Televizyon reyting ölçüm kuruluşu
olan Nielsen, Twitter ile birlikte ortak bir reyting ölçüm sistemi oluşturmaya
başladı. Daha önceden iki başlı olarak işleyen sistemde, Socialguide kuruluşu
tarafından sosyal TV analizleri yapılıyordu. Bu şekilde de reklam verenler
bilgilenmiş, hedef kitlesini belirlemiş oluyordu.
Yeni sistemde sosyal TV
analizleri tamamen Twitter üzerinde belirlenecek. Böylelikle televizyon
programlarının sosyal medya ayağı da güçlenecek. Yavaş yavaş televizyon
izleyiciliğinden, internet kullanıcılığına kayan potansiyel bu şekilde yeniden
kazanılmış olacak.
“Bu yeni sistem neden bu kadar
önemli?” sorusunun çok basit bir cevabı var. Klasik sistemde belli sayıda
izleyiciden alınan izleyici analizleri, manipülasyona çok açık… Bu yüzden “halk
bunu istiyor” bahanesi yüzünden tatsız, kalitesiz programlar ortaya çıktı.
Ancak günümüzde de görüldüğü gibi izleyici kaliteli bir yapımı, eğer televizyon
kanalı ve programın yapımcıları idealist davranırsa, izleyip beğenebiliyor. İşler
Güçler, Leyla ile Mecnun bu duruma iki iyi örnek olabilir.
Yeni sistem, işte bu eğilimin
anında analiz edilmesini sağlıyor. Twitter’dan alınacak verilerle izleyicinin
gerçekten ne istediğini anlamak daha mümkün olacak.
Türkiye’de de televizyon dizileri
yayına başladığında ekranın altında bir tabelayla Twitter üzerinden izleyicinin
katılımını sağlamaya çalışıyor. Böylelikle dizi yapımcıları kendi ölçümlerini
yapabiliyorlar. Örneğin Leyla İle Mecnun dizisinin “#arabeskyasaklanirsa”
tabelası “trend tweet” olmuştu. Bu dizinin o günkü reytingine de ciddi oranda
yansıdı.
Twitter’da yine çok fazla aktif
olmuş bir televizyon dizisi de “Kuzey Güney” idi. Diziyi izlerken karakterlerin
Twitter’da paylaştığı gönderiler aynı anda gerçekten Twitter’a da düşüyordu.
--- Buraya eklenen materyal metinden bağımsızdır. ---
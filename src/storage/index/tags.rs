//! Tag dictionary and prompt tag links.
//!
//! Linking is batched: whatever the number of tags, a link costs three
//! statements (insert names, resolve ids, insert links).

use rusqlite::{Connection, params, params_from_iter};
use std::collections::HashMap;

use crate::models::{TagCount, normalize_tags};
use crate::{Error, Result};

/// Builds `?{start}, ?{start+1}, ...` for `count` parameters; with `row`
/// set each one is parenthesised as a single-column `VALUES` row.
pub(super) fn placeholders(count: usize, start: usize, row: bool) -> String {
    (start..start + count)
        .map(|i| if row { format!("(?{i})") } else { format!("?{i}") })
        .collect::<Vec<_>>()
        .join(", ")
}

/// Links a prompt to tags, creating missing tags.
///
/// Duplicate and blank names are dropped first, so `["a", "a", "b"]`
/// yields two links. Existing links are left alone.
///
/// # Errors
///
/// Returns [`Error::Index`] if a statement fails.
pub fn link_tags(conn: &Connection, prompt_id: &str, tags: &[String]) -> Result<()> {
    let tags = normalize_tags(tags);
    if tags.is_empty() {
        return Ok(());
    }

    let insert_tags = format!(
        "INSERT OR IGNORE INTO tags (name) VALUES {}",
        placeholders(tags.len(), 1, true)
    );
    conn.execute(&insert_tags, params_from_iter(tags.iter()))
        .map_err(|e| Error::index("insert_tags", e))?;

    let select_ids = format!(
        "SELECT id FROM tags WHERE name IN ({})",
        placeholders(tags.len(), 1, false)
    );
    let tag_ids: Vec<i64> = {
        let mut stmt = conn
            .prepare(&select_ids)
            .map_err(|e| Error::index("prepare_select_tag_ids", e))?;
        stmt.query_map(params_from_iter(tags.iter()), |row| row.get(0))
            .map_err(|e| Error::index("select_tag_ids", e))?
            .collect::<rusqlite::Result<_>>()
            .map_err(|e| Error::index("read_tag_id", e))?
    };

    let rows = (0..tag_ids.len())
        .map(|i| format!("(?1, ?{})", i + 2))
        .collect::<Vec<_>>()
        .join(", ");
    let insert_links = format!("INSERT OR IGNORE INTO prompt_tags (prompt_id, tag_id) VALUES {rows}");
    let mut values: Vec<rusqlite::types::Value> = Vec::with_capacity(tag_ids.len() + 1);
    values.push(prompt_id.to_string().into());
    values.extend(tag_ids.into_iter().map(rusqlite::types::Value::from));
    conn.execute(&insert_links, params_from_iter(values))
        .map_err(|e| Error::index("insert_prompt_tags", e))?;

    Ok(())
}

/// Removes every tag link of a prompt. Tags themselves stay in the dictionary.
///
/// # Errors
///
/// Returns [`Error::Index`] if the delete fails.
pub fn unlink_all(conn: &Connection, prompt_id: &str) -> Result<()> {
    conn.execute(
        "DELETE FROM prompt_tags WHERE prompt_id = ?1",
        params![prompt_id],
    )
    .map_err(|e| Error::index("delete_prompt_tags", e))?;
    Ok(())
}

/// Replaces a prompt's tag links with exactly `tags`.
///
/// # Errors
///
/// Returns [`Error::Index`] if a statement fails.
pub fn replace_tags(conn: &Connection, prompt_id: &str, tags: &[String]) -> Result<()> {
    unlink_all(conn, prompt_id)?;
    link_tags(conn, prompt_id, tags)
}

/// Tags linked to a prompt, sorted.
///
/// # Errors
///
/// Returns [`Error::Index`] if the query fails.
pub fn tags_for(conn: &Connection, prompt_id: &str) -> Result<Vec<String>> {
    let mut stmt = conn
        .prepare_cached(
            "SELECT t.name FROM prompt_tags pt
             JOIN tags t ON t.id = pt.tag_id
             WHERE pt.prompt_id = ?1
             ORDER BY t.name",
        )
        .map_err(|e| Error::index("prepare_tags_for", e))?;
    stmt.query_map(params![prompt_id], |row| row.get(0))
        .map_err(|e| Error::index("tags_for", e))?
        .collect::<rusqlite::Result<_>>()
        .map_err(|e| Error::index("read_tag", e))
}

/// Tags for several prompts in one query, keyed by prompt id.
///
/// # Errors
///
/// Returns [`Error::Index`] if the query fails.
pub fn tags_for_many(conn: &Connection, prompt_ids: &[String]) -> Result<HashMap<String, Vec<String>>> {
    let mut by_prompt: HashMap<String, Vec<String>> = HashMap::new();
    if prompt_ids.is_empty() {
        return Ok(by_prompt);
    }

    let sql = format!(
        "SELECT pt.prompt_id, t.name FROM prompt_tags pt
         JOIN tags t ON t.id = pt.tag_id
         WHERE pt.prompt_id IN ({})
         ORDER BY t.name",
        placeholders(prompt_ids.len(), 1, false)
    );
    let mut stmt = conn
        .prepare(&sql)
        .map_err(|e| Error::index("prepare_tags_for_many", e))?;
    let rows = stmt
        .query_map(params_from_iter(prompt_ids.iter()), |row| {
            Ok((row.get::<_, String>(0)?, row.get::<_, String>(1)?))
        })
        .map_err(|e| Error::index("tags_for_many", e))?;

    for row in rows {
        let (prompt_id, tag) = row.map_err(|e| Error::index("read_tag", e))?;
        by_prompt.entry(prompt_id).or_default().push(tag);
    }
    Ok(by_prompt)
}

/// Tags in use by live prompts with their usage counts, most used first.
///
/// # Errors
///
/// Returns [`Error::Index`] if the query fails.
pub fn list_tags(conn: &Connection) -> Result<Vec<TagCount>> {
    let mut stmt = conn
        .prepare(
            "SELECT t.name, COUNT(*) AS uses FROM tags t
             JOIN prompt_tags pt ON pt.tag_id = t.id
             JOIN prompts p ON p.id = pt.prompt_id
             WHERE p.archived = 0
             GROUP BY t.id
             ORDER BY uses DESC, t.name",
        )
        .map_err(|e| Error::index("prepare_list_tags", e))?;
    stmt.query_map([], |row| {
        Ok(TagCount {
            name: row.get(0)?,
            count: row.get::<_, i64>(1).map(|n| u64::try_from(n).unwrap_or(0))?,
        })
    })
    .map_err(|e| Error::index("list_tags", e))?
    .collect::<rusqlite::Result<_>>()
    .map_err(|e| Error::index("read_tag_count", e))
}

#[cfg(test)]
mod tests {
    use super::*;
    use crate::storage::migrations::{MIGRATIONS, MigrationRunner};
    use rusqlite::trace::{TraceEvent, TraceEventCodes};
    use std::cell::Cell;

    fn conn() -> Connection {
        let conn = Connection::open_in_memory().unwrap();
        MigrationRunner::new(&conn).run(MIGRATIONS).unwrap();
        conn
    }

    fn link_count(conn: &Connection, prompt_id: &str) -> i64 {
        conn.query_row(
            "SELECT COUNT(*) FROM prompt_tags WHERE prompt_id = ?1",
            params![prompt_id],
            |r| r.get(0),
        )
        .unwrap()
    }

    fn tags(names: &[&str]) -> Vec<String> {
        names.iter().map(ToString::to_string).collect()
    }

    #[test]
    fn test_placeholders() {
        assert_eq!(placeholders(3, 1, false), "?1, ?2, ?3");
        assert_eq!(placeholders(2, 4, true), "(?4), (?5)");
    }

    #[test]
    fn test_duplicate_tags_link_once() {
        let conn = conn();
        link_tags(&conn, "p1", &tags(&["a", "a", "b"])).unwrap();
        assert_eq!(link_count(&conn, "p1"), 2);
        assert_eq!(tags_for(&conn, "p1").unwrap(), tags(&["a", "b"]));
    }

    #[test]
    fn test_relinking_is_idempotent() {
        let conn = conn();
        link_tags(&conn, "p1", &tags(&["a", "b"])).unwrap();
        link_tags(&conn, "p1", &tags(&["b", "a"])).unwrap();
        assert_eq!(link_count(&conn, "p1"), 2);

        let dictionary: i64 = conn
            .query_row("SELECT COUNT(*) FROM tags", [], |r| r.get(0))
            .unwrap();
        assert_eq!(dictionary, 2);
    }

    #[test]
    fn test_replace_tags_drops_old_links() {
        let conn = conn();
        link_tags(&conn, "p1", &tags(&["a", "b"])).unwrap();
        replace_tags(&conn, "p1", &tags(&["c"])).unwrap();
        assert_eq!(tags_for(&conn, "p1").unwrap(), tags(&["c"]));

        replace_tags(&conn, "p1", &[]).unwrap();
        assert_eq!(link_count(&conn, "p1"), 0);
    }

    thread_local! {
        static STATEMENTS: Cell<usize> = const { Cell::new(0) };
    }

    fn count_statement(event: TraceEvent<'_>) {
        if matches!(event, TraceEvent::Stmt(..)) {
            STATEMENTS.with(|n| n.set(n.get() + 1));
        }
    }

    #[test]
    fn test_link_cost_does_not_grow_with_tag_count() {
        let conn = conn();
        let many: Vec<String> = (0..50).map(|i| format!("tag-{i}")).collect();

        conn.trace_v2(TraceEventCodes::SQLITE_TRACE_STMT, Some(count_statement));
        STATEMENTS.with(|n| n.set(0));
        link_tags(&conn, "p1", &many).unwrap();
        let linked = STATEMENTS.with(|n| n.replace(0));
        replace_tags(&conn, "p1", &many[..25]).unwrap();
        let replaced = STATEMENTS.with(|n| n.replace(0));
        conn.trace_v2(TraceEventCodes::empty(), None);

        assert!(linked <= 3, "linking 50 tags ran {linked} statements");
        assert!(replaced <= 4, "replacing with 25 tags ran {replaced} statements");
        assert_eq!(link_count(&conn, "p1"), 25);
    }

    #[test]
    fn test_tags_for_many() {
        let conn = conn();
        link_tags(&conn, "p1", &tags(&["x"])).unwrap();
        link_tags(&conn, "p2", &tags(&["x", "y"])).unwrap();

        let by_prompt = tags_for_many(&conn, &tags(&["p1", "p2", "p3"])).unwrap();
        assert_eq!(by_prompt["p1"], tags(&["x"]));
        assert_eq!(by_prompt["p2"], tags(&["x", "y"]));
        assert!(!by_prompt.contains_key("p3"));
    }
}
Bu
gerçek zamanda meydana gelince izleyicinin heyecanını da arttırıyordu. Bol bol
retweet de görüyorduk. Bunu en iyi kullanan da “Bir Kadın Bir Erkek” dizisiydi.
Dizinin bu denli sosyal medyanın kurdu olması, Star TV’ye transferinde de büyük
ölçüde etkili olmuş olabilir.
Sistem Türkiye’de de uygulanmaya
başlarsa Türkiye’deki televizyon programı yapımcısı kafasında da ciddi
değişiklikler olacak. En önemli değişiklik, yukarıda bahsettiğim her seferinde
ısıtılıp önümüze konan “halk bunu istiyor” pilavı artık yenmeyecek.
Kontrolü tamamıyla RTÜK’te olan
reyting ölçümleri AGB tarafından yapılıyor. Peki, bu sonuçlara ne kadar
güvenebiliriz? Mesela devlet istemediği bir televizyon programın reytingleriyle
oynayarak yayından kalkmasına neden olabilir mi? Bu komplo teorisi gibi görünse
de gelinen noktada çok da hayal değil.
Bu sistemin Türkiye’de de
uygulanma şansı bulabilmesi, sosyal medyanın gücüne karşı koymakta zorlanan
televizyonun tek kurtuluş yolu… Zaten izleyici izlemek istediğini internette
bulabiliyor. İşte o zengin içeriğin televizyonlar tarafında da kazanılması
önemli.
Ayrıca izleyici kalitesiz,
içeriği sıfır yapımları önüne sunan yapımcılara, bu yolla anında cevap da verecek.